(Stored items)
=-=-=
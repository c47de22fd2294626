//! Error types for the booking service.
//!
//! Two layers, kept deliberately separate:
//!
//! - [`BookingError`] is the domain taxonomy of the booking core
//!   (validation, uniqueness, consistency). It knows nothing about HTTP.
//! - [`AppError`] bridges domain errors to HTTP responses, implementing
//!   Axum's `IntoResponse` with a stable `{code, message, errors}` JSON
//!   body.
//!
//! Validation failures are aggregated per field rather than raised on the
//! first miss: a request with both an invalid cargo and an invalid seat
//! reports both, keyed by field name.

use crate::types::JourneyId;
use axum::{
    Json,
    http::StatusCode,
    response::{IntoResponse, Response},
};
use serde::Serialize;
use std::collections::BTreeMap;
use std::fmt;
use thiserror::Error;

/// Field name → human-readable failure message.
///
/// Ordered map so error payloads are deterministic.
pub type FieldErrors = BTreeMap<&'static str, String>;

/// Errors produced by the booking core.
#[derive(Debug, Error)]
pub enum BookingError {
    /// An order was submitted with no ticket requests.
    #[error("an order must contain at least one ticket")]
    EmptyOrder,

    /// A ticket request failed validation (seat address outside the
    /// train's layout, or unknown journey). `index` is the position of the
    /// offending request within the submitted batch.
    #[error("ticket {index} failed validation")]
    InvalidTicket {
        /// Zero-based position of the offending request in the batch.
        index: usize,
        /// Per-field failure messages.
        fields: FieldErrors,
    },

    /// The requested seat is already ticketed for that journey, either by
    /// a previously committed order or by an earlier request in the same
    /// batch. Detected by the store's unique constraint, not by an
    /// application-level read.
    #[error(
        "ticket {index}: seat {cargo_number}/{seat_number} on journey {journey} is already taken"
    )]
    SeatTaken {
        /// Zero-based position of the offending request in the batch.
        index: usize,
        /// Requested compartment number.
        cargo_number: i32,
        /// Requested seat number within the compartment.
        seat_number: i32,
        /// The journey the seat was requested on.
        journey: JourneyId,
    },

    /// The availability calculation observed more tickets than capacity.
    /// This never happens while the unique constraint holds; it signals a
    /// defect, not a user-facing booking failure.
    #[error(
        "journey {journey} has negative availability: capacity {capacity}, tickets {sold}"
    )]
    ConsistencyViolation {
        /// The affected journey.
        journey: JourneyId,
        /// Seat capacity of the journey's train.
        capacity: i64,
        /// Number of committed tickets observed.
        sold: i64,
    },

    /// Underlying store failure.
    #[error(transparent)]
    Database(#[from] sqlx::Error),
}

/// Application error type for HTTP handlers.
///
/// Wraps domain errors into HTTP-friendly responses. Server-side faults are
/// logged on conversion to a response; their details are never exposed to
/// the client.
#[derive(Debug)]
pub struct AppError {
    status: StatusCode,
    message: String,
    code: String,
    /// Structured detail for field-level validation errors.
    errors: Option<serde_json::Value>,
    /// Internal error, for logging only.
    source: Option<anyhow::Error>,
}

impl AppError {
    /// Create a new application error.
    #[must_use]
    pub const fn new(status: StatusCode, message: String, code: String) -> Self {
        Self {
            status,
            message,
            code,
            errors: None,
            source: None,
        }
    }

    /// Attach a source error for logging.
    #[must_use]
    pub fn with_source(mut self, source: anyhow::Error) -> Self {
        self.source = Some(source);
        self
    }

    /// Attach structured field-level detail to the response body.
    #[must_use]
    pub fn with_errors(mut self, errors: serde_json::Value) -> Self {
        self.errors = Some(errors);
        self
    }

    /// Create a 400 Bad Request error.
    #[must_use]
    pub fn bad_request(message: impl Into<String>) -> Self {
        Self::new(
            StatusCode::BAD_REQUEST,
            message.into(),
            "BAD_REQUEST".to_string(),
        )
    }

    /// Create a 401 Unauthorized error.
    #[must_use]
    pub fn unauthorized(message: impl Into<String>) -> Self {
        Self::new(
            StatusCode::UNAUTHORIZED,
            message.into(),
            "UNAUTHORIZED".to_string(),
        )
    }

    /// Create a 404 Not Found error.
    #[must_use]
    pub fn not_found(resource: impl fmt::Display, id: impl fmt::Display) -> Self {
        Self::new(
            StatusCode::NOT_FOUND,
            format!("{resource} with id {id} not found"),
            "NOT_FOUND".to_string(),
        )
    }

    /// Create a 400 validation error with a stable code.
    #[must_use]
    pub fn validation(code: impl Into<String>, message: impl Into<String>) -> Self {
        Self::new(StatusCode::BAD_REQUEST, message.into(), code.into())
    }

    /// Create a 500 Internal Server Error.
    #[must_use]
    pub fn internal(message: impl Into<String>) -> Self {
        Self::new(
            StatusCode::INTERNAL_SERVER_ERROR,
            message.into(),
            "INTERNAL_SERVER_ERROR".to_string(),
        )
    }

    /// The HTTP status this error maps to.
    #[must_use]
    pub const fn status(&self) -> StatusCode {
        self.status
    }

    /// The stable machine-readable error code.
    #[must_use]
    pub fn code(&self) -> &str {
        &self.code
    }
}

impl fmt::Display for AppError {
    fn fmt(&self, f: &mut fmt::Formatter<'_>) -> fmt::Result {
        write!(f, "[{}] {}", self.code, self.message)
    }
}

impl std::error::Error for AppError {
    fn source(&self) -> Option<&(dyn std::error::Error + 'static)> {
        self.source
            .as_ref()
            .map(|e| e.as_ref() as &(dyn std::error::Error + 'static))
    }
}

/// Error response body (JSON).
#[derive(Debug, Serialize)]
struct ErrorResponse {
    code: String,
    message: String,
    #[serde(skip_serializing_if = "Option::is_none")]
    errors: Option<serde_json::Value>,
}

impl IntoResponse for AppError {
    fn into_response(self) -> Response {
        if self.status.is_server_error() {
            match &self.source {
                Some(source) => tracing::error!(
                    status = %self.status,
                    code = %self.code,
                    message = %self.message,
                    error = %source,
                    "Internal server error"
                ),
                None => tracing::error!(
                    status = %self.status,
                    code = %self.code,
                    message = %self.message,
                    "Internal server error"
                ),
            }
        }

        let body = ErrorResponse {
            code: self.code,
            message: self.message,
            errors: self.errors,
        };

        (self.status, Json(body)).into_response()
    }
}

impl From<BookingError> for AppError {
    fn from(err: BookingError) -> Self {
        match err {
            BookingError::EmptyOrder => {
                Self::validation("EMPTY_ORDER", "an order must contain at least one ticket")
            }
            BookingError::InvalidTicket { index, ref fields } => {
                let message = err.to_string();
                Self::validation("VALIDATION_ERROR", message).with_errors(serde_json::json!({
                    "index": index,
                    "fields": fields,
                }))
            }
            BookingError::SeatTaken {
                index,
                cargo_number,
                seat_number,
                journey,
            } => {
                let message = err.to_string();
                Self::validation("SEAT_TAKEN", message).with_errors(serde_json::json!({
                    "index": index,
                    "cargo_number": cargo_number,
                    "seat_number": seat_number,
                    "journey": journey,
                }))
            }
            BookingError::ConsistencyViolation { .. } => {
                Self::internal("seat accounting is inconsistent").with_source(err.into())
            }
            BookingError::Database(_) => {
                Self::internal("an internal error occurred").with_source(err.into())
            }
        }
    }
}

/// Convert raw store errors on the read paths into HTTP responses.
///
/// Foreign-key violations surface as 400s (the caller referenced a record
/// that does not exist); everything else is a server fault.
impl From<sqlx::Error> for AppError {
    fn from(err: sqlx::Error) -> Self {
        if let Some(db) = err.as_database_error() {
            if db.is_foreign_key_violation() {
                return Self::bad_request("referenced record does not exist");
            }
        }
        Self::internal("an internal error occurred").with_source(err.into())
    }
}

impl From<anyhow::Error> for AppError {
    fn from(err: anyhow::Error) -> Self {
        Self::internal("an internal error occurred").with_source(err)
    }
}
//! HTTP API tests over the real router and a containerized Postgres.
//!
//! Run with: `cargo test --test http_api_test` (requires Docker).

#![allow(clippy::expect_used)]
#![allow(clippy::unwrap_used)]

mod common;

use axum::http::{HeaderName, HeaderValue, StatusCode};
use axum_test::TestServer;
use common::{seed_journey, setup_test_db};
use serde_json::{Value, json};
use sqlx::PgPool;
use train_station::server::{AppState, build_router};
use train_station::types::JourneyId;
use uuid::Uuid;

fn test_server(pool: &PgPool) -> TestServer {
    TestServer::new(build_router(AppState::new(pool.clone()))).expect("build test server")
}

fn user_header() -> (HeaderName, HeaderValue) {
    let uuid = Uuid::new_v4().to_string();
    (
        HeaderName::from_static("x-user-id"),
        HeaderValue::from_str(&uuid).expect("uuid is a valid header value"),
    )
}

fn order_body(journey: JourneyId, seats: &[(i32, i32)]) -> Value {
    let tickets: Vec<Value> = seats
        .iter()
        .map(|(cargo, seat)| {
            json!({"cargo_number": cargo, "seat_number": seat, "journey": journey})
        })
        .collect();
    json!({ "tickets": tickets })
}

#[tokio::test]
async fn station_crud_roundtrip() {
    let (_container, pool) = setup_test_db().await;
    let server = test_server(&pool);

    let response = server
        .post("/api/stations")
        .json(&json!({"name": "Central", "latitude": 50.45, "longitude": 30.52}))
        .await;
    assert_eq!(response.status_code(), StatusCode::CREATED);
    let created: Value = response.json();
    assert_eq!(created["name"], "Central");

    let response = server.get("/api/stations").await;
    assert_eq!(response.status_code(), StatusCode::OK);
    let stations: Value = response.json();
    assert_eq!(stations.as_array().map(Vec::len), Some(1));
}

#[tokio::test]
async fn order_creation_requires_identity() {
    let (_container, pool) = setup_test_db().await;
    let journey = seed_journey(&pool, 2, 3).await;
    let server = test_server(&pool);

    let response = server
        .post("/api/orders")
        .json(&order_body(journey, &[(1, 1)]))
        .await;
    assert_eq!(response.status_code(), StatusCode::UNAUTHORIZED);
}

#[tokio::test]
async fn order_creation_echoes_the_created_order() {
    let (_container, pool) = setup_test_db().await;
    let journey = seed_journey(&pool, 2, 3).await;
    let server = test_server(&pool);
    let (name, value) = user_header();

    let response = server
        .post("/api/orders")
        .add_header(name, value)
        .json(&order_body(journey, &[(1, 1), (1, 2)]))
        .await;
    assert_eq!(response.status_code(), StatusCode::CREATED);

    let order: Value = response.json();
    assert!(order["id"].is_number());
    assert!(order["created_at"].is_string());
    assert_eq!(order["tickets"].as_array().map(Vec::len), Some(2));
    assert_eq!(order["tickets"][0]["cargo_number"], 1);
    assert_eq!(order["tickets"][0]["journey"], json!(journey));
}

#[tokio::test]
async fn conflicting_order_reports_seat_taken() {
    let (_container, pool) = setup_test_db().await;
    let journey = seed_journey(&pool, 2, 3).await;
    let server = test_server(&pool);

    let (name, value) = user_header();
    let response = server
        .post("/api/orders")
        .add_header(name, value)
        .json(&order_body(journey, &[(1, 1)]))
        .await;
    assert_eq!(response.status_code(), StatusCode::CREATED);

    let (name, value) = user_header();
    let response = server
        .post("/api/orders")
        .add_header(name, value)
        .json(&order_body(journey, &[(1, 1)]))
        .await;
    assert_eq!(response.status_code(), StatusCode::BAD_REQUEST);

    let body: Value = response.json();
    assert_eq!(body["code"], "SEAT_TAKEN");
    assert_eq!(body["errors"]["index"], 0);
    assert_eq!(body["errors"]["cargo_number"], 1);
}

#[tokio::test]
async fn empty_order_returns_empty_order_code() {
    let (_container, pool) = setup_test_db().await;
    seed_journey(&pool, 2, 3).await;
    let server = test_server(&pool);
    let (name, value) = user_header();

    let response = server
        .post("/api/orders")
        .add_header(name, value)
        .json(&json!({"tickets": []}))
        .await;
    assert_eq!(response.status_code(), StatusCode::BAD_REQUEST);

    let body: Value = response.json();
    assert_eq!(body["code"], "EMPTY_ORDER");
}

#[tokio::test]
async fn invalid_seat_reports_field_errors() {
    let (_container, pool) = setup_test_db().await;
    let journey = seed_journey(&pool, 2, 3).await;
    let server = test_server(&pool);
    let (name, value) = user_header();

    let response = server
        .post("/api/orders")
        .add_header(name, value)
        .json(&order_body(journey, &[(5, 9)]))
        .await;
    assert_eq!(response.status_code(), StatusCode::BAD_REQUEST);

    let body: Value = response.json();
    assert_eq!(body["code"], "VALIDATION_ERROR");
    assert_eq!(body["errors"]["index"], 0);
    assert_eq!(
        body["errors"]["fields"]["cargo_number"],
        "cargo_number must be between 1 and 2"
    );
    assert_eq!(
        body["errors"]["fields"]["seat_number"],
        "seat_number must be between 1 and 3"
    );
}

#[tokio::test]
async fn journey_list_and_detail_shapes() {
    let (_container, pool) = setup_test_db().await;
    let journey = seed_journey(&pool, 2, 3).await;
    let server = test_server(&pool);
    let (name, value) = user_header();

    let response = server
        .post("/api/orders")
        .add_header(name, value)
        .json(&order_body(journey, &[(2, 3)]))
        .await;
    assert_eq!(response.status_code(), StatusCode::CREATED);

    let response = server.get("/api/journeys").await;
    assert_eq!(response.status_code(), StatusCode::OK);
    let list: Value = response.json();
    assert_eq!(list[0]["route"], "Central → Harbor");
    assert_eq!(list[0]["tickets_available"], 5);

    let response = server.get(&format!("/api/journeys/{journey}")).await;
    assert_eq!(response.status_code(), StatusCode::OK);
    let detail: Value = response.json();
    assert_eq!(detail["route"], "Central → Harbor");
    assert_eq!(
        detail["taken_seats"],
        json!([{"cargo_number": 2, "seat_number": 3}])
    );

    let response = server.get("/api/journeys/9999").await;
    assert_eq!(response.status_code(), StatusCode::NOT_FOUND);
}

#[tokio::test]
async fn order_listing_is_scoped_to_the_header_identity() {
    let (_container, pool) = setup_test_db().await;
    let journey = seed_journey(&pool, 2, 3).await;
    let server = test_server(&pool);

    let (name, value) = user_header();
    let response = server
        .post("/api/orders")
        .add_header(name.clone(), value.clone())
        .json(&order_body(journey, &[(1, 1)]))
        .await;
    assert_eq!(response.status_code(), StatusCode::CREATED);

    let response = server.get("/api/orders").add_header(name, value).await;
    assert_eq!(response.status_code(), StatusCode::OK);
    let mine: Value = response.json();
    assert_eq!(mine.as_array().map(Vec::len), Some(1));

    let (other_name, other_value) = user_header();
    let response = server
        .get("/api/orders")
        .add_header(other_name, other_value)
        .await;
    let theirs: Value = response.json();
    assert_eq!(theirs.as_array().map(Vec::len), Some(0));
}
=-=-=
_Required work:_
Would you copy, unchanged, the stretch of the records above that begins at the line containing "fn from(err: anyhow::Error)" and ends at the line containing "fn user_header() ->", and only that?

_Result of the task:_
    fn from(err: anyhow::Error) -> Self {
        Self::internal("an internal error occurred").with_source(err)
    }
}
//! HTTP API tests over the real router and a containerized Postgres.
//!
//! Run with: `cargo test --test http_api_test` (requires Docker).

#![allow(clippy::expect_used)]
#![allow(clippy::unwrap_used)]

mod common;

use axum::http::{HeaderName, HeaderValue, StatusCode};
use axum_test::TestServer;
use common::{seed_journey, setup_test_db};
use serde_json::{Value, json};
use sqlx::PgPool;
use train_station::server::{AppState, build_router};
use train_station::types::JourneyId;
use uuid::Uuid;

fn test_server(pool: &PgPool) -> TestServer {
    TestServer::new(build_router(AppState::new(pool.clone()))).expect("build test server")
}

fn user_header() -> (HeaderName, HeaderValue) {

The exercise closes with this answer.